WORK ITEM — The answer should match the records character for character.

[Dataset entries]
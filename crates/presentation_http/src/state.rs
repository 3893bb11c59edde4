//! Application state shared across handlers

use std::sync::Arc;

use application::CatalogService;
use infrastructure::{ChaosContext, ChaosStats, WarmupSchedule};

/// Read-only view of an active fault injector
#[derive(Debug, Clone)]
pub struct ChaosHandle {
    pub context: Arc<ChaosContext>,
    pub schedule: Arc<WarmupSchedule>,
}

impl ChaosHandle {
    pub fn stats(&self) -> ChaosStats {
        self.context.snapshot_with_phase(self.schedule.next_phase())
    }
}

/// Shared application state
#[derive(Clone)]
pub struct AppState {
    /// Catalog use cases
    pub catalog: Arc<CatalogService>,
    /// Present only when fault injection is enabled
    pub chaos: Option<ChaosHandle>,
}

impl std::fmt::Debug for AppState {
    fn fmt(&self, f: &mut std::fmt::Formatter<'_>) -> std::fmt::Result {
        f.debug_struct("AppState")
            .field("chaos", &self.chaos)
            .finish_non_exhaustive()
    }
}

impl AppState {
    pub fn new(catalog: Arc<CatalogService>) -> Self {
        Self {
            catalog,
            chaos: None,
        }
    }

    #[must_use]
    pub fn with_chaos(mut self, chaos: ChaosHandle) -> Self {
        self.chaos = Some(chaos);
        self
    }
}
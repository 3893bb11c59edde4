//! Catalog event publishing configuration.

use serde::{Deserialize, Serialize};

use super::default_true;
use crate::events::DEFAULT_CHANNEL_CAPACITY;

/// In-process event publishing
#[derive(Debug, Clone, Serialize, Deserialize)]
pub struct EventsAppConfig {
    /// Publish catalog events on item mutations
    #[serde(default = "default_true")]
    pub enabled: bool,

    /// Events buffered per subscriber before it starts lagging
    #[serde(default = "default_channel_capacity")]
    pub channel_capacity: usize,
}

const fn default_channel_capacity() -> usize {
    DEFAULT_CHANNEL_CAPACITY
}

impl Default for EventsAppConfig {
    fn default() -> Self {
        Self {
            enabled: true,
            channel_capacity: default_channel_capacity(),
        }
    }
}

SOLUTION —
filename crates/presentation_http/src/state.rs
repository 3893bb11c59edde4
//! Application state shared across handlers

use std::sync::Arc;

use application::CatalogService;
use infrastructure::{ChaosContext, ChaosStats, WarmupSchedule};

/// Read-only view of an active fault injector
#[derive(Debug, Clone)]
pub struct ChaosHandle {
    pub context: Arc<ChaosContext>,
    pub schedule: Arc<WarmupSchedule>,
}

impl ChaosHandle {
    pub fn stats(&self) -> ChaosStats {
        self.context.snapshot_with_phase(self.schedule.next_phase())
    }
}

/// Shared application state
#[derive(Clone)]
pub struct AppState {
    /// Catalog use cases
    pub catalog: Arc<CatalogService>,
    /// Present only when fault injection is enabled
    pub chaos: Option<ChaosHandle>,
}

impl std::fmt::Debug for AppState {
    fn fmt(&self, f: &mut std::fmt::Formatter<'_>) -> std::fmt::Result {
        f.debug_struct("AppState")
            .field("chaos", &self.chaos)
            .finish_non_exhaustive()
    }
}

impl AppState {
    pub fn new(catalog: Arc<CatalogService>) -> Self {
        Self {
            catalog,
            chaos: None,
        }
    }

    #[must_use]
    pub fn with_chaos(mut self, chaos: ChaosHandle) -> Self {
        self.chaos = Some(chaos);
        self
    }
}
repository 3893bb11c59edde4
//! Catalog event publishing configuration.

use serde::{Deserialize, Serialize};

use super::default_true;
use crate::events::DEFAULT_CHANNEL_CAPACITY;

/// In-process event publishing
#[derive(Debug, Clone, Serialize, Deserialize)]
pub struct EventsAppConfig {
    /// Publish catalog events on item mutations
    #[serde(default = "default_true")]
    pub enabled: bool,

    /// Events buffered per subscriber before it starts lagging
    #[serde(default = "default_channel_capacity")]
    pub channel_capacity: usize,
}

const fn default_channel_capacity() -> usize {
    DEFAULT_CHANNEL_CAPACITY
}

impl Default for EventsAppConfig {
    fn default() -> Self {
        Self {
            enabled: true,
            channel_capacity: default_channel_capacity(),
        }
    }
}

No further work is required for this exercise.